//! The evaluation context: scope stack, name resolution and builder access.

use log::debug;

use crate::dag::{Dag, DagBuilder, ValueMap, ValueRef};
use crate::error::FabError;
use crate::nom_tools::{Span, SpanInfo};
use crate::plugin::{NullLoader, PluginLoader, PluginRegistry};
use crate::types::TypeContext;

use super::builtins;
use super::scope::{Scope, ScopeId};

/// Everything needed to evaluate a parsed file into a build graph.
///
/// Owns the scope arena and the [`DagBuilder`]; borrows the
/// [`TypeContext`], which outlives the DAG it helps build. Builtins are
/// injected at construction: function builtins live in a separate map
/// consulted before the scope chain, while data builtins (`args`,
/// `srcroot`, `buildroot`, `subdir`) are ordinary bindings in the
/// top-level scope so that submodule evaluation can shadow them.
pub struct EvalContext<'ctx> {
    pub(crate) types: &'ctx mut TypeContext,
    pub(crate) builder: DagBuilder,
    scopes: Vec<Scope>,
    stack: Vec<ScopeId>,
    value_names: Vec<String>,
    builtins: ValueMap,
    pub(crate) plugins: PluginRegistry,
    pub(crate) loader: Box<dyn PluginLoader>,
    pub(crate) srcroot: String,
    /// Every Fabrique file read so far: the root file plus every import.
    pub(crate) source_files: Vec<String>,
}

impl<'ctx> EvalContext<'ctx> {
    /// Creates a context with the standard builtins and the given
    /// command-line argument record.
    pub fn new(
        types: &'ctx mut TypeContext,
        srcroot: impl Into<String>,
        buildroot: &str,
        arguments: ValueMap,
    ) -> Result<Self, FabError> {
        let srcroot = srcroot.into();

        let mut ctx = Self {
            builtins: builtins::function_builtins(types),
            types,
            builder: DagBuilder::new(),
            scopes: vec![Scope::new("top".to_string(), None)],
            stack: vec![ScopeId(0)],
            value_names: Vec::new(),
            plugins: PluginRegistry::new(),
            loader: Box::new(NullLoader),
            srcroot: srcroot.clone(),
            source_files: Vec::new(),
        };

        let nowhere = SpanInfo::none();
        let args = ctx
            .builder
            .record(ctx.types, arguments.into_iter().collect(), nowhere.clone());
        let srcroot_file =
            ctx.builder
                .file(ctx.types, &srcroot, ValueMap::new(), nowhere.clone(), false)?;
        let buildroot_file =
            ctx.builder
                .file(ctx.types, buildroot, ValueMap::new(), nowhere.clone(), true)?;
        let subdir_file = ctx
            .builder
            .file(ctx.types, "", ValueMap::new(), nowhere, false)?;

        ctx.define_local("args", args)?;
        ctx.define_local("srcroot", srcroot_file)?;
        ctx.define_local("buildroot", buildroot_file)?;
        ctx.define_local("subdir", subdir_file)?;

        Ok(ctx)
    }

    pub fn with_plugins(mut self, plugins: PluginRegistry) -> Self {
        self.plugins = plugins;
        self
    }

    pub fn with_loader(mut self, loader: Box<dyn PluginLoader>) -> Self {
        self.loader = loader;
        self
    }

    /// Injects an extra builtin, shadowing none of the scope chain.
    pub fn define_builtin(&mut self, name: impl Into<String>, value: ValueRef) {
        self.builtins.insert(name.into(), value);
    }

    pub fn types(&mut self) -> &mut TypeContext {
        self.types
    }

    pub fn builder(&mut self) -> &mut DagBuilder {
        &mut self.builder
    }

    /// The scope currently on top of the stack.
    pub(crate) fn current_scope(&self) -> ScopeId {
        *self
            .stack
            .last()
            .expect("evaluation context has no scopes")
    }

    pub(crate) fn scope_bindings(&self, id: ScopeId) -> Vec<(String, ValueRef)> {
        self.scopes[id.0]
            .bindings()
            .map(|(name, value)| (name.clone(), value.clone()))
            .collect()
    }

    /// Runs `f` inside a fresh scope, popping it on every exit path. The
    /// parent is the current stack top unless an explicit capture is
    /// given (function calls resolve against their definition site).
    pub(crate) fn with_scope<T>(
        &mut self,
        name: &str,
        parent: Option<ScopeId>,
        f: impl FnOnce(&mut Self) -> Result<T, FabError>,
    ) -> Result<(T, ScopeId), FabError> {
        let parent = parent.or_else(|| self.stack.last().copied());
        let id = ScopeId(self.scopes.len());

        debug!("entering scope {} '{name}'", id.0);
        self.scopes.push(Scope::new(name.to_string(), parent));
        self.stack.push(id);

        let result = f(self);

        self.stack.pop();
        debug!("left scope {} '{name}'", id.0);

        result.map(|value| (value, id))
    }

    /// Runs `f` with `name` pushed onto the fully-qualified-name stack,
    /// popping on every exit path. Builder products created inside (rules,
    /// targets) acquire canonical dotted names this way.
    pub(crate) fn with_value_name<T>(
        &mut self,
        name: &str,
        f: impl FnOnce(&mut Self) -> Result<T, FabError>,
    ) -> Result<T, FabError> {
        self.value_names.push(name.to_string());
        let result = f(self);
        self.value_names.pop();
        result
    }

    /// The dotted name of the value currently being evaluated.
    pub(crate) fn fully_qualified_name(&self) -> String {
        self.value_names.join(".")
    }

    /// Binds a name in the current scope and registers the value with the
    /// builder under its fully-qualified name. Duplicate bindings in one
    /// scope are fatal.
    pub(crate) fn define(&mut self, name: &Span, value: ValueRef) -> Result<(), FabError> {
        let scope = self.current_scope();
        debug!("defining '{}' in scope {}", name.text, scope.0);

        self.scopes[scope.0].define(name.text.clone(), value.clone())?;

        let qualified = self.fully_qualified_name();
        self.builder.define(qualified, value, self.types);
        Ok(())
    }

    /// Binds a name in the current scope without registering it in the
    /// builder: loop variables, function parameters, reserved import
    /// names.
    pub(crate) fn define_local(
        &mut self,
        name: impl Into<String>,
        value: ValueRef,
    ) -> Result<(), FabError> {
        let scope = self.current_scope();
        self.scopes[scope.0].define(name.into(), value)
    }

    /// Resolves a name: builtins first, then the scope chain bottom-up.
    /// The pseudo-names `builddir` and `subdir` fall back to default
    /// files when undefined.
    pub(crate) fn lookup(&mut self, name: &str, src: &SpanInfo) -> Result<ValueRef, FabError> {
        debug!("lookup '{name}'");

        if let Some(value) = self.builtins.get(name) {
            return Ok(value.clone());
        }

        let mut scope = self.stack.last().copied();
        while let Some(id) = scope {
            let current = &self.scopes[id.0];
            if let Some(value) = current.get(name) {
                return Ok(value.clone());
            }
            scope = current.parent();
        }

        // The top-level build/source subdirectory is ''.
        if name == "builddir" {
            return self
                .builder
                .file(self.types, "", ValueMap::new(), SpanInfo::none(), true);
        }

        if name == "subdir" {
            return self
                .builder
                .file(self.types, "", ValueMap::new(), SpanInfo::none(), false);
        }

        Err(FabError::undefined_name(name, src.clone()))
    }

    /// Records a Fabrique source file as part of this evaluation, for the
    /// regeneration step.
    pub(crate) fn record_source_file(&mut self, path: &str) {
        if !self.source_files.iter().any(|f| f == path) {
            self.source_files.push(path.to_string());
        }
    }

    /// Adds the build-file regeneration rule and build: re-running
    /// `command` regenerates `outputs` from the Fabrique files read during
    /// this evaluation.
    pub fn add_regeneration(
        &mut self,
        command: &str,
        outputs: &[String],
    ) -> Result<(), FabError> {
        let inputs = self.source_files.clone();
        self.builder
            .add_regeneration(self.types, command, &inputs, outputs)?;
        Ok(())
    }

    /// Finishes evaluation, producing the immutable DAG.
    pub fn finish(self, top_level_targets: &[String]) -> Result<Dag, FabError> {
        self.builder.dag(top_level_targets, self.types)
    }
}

What is being asked
Lines in the data that hold "ValueRef" are to be counted, and the number alone reported.

Exercise answer
6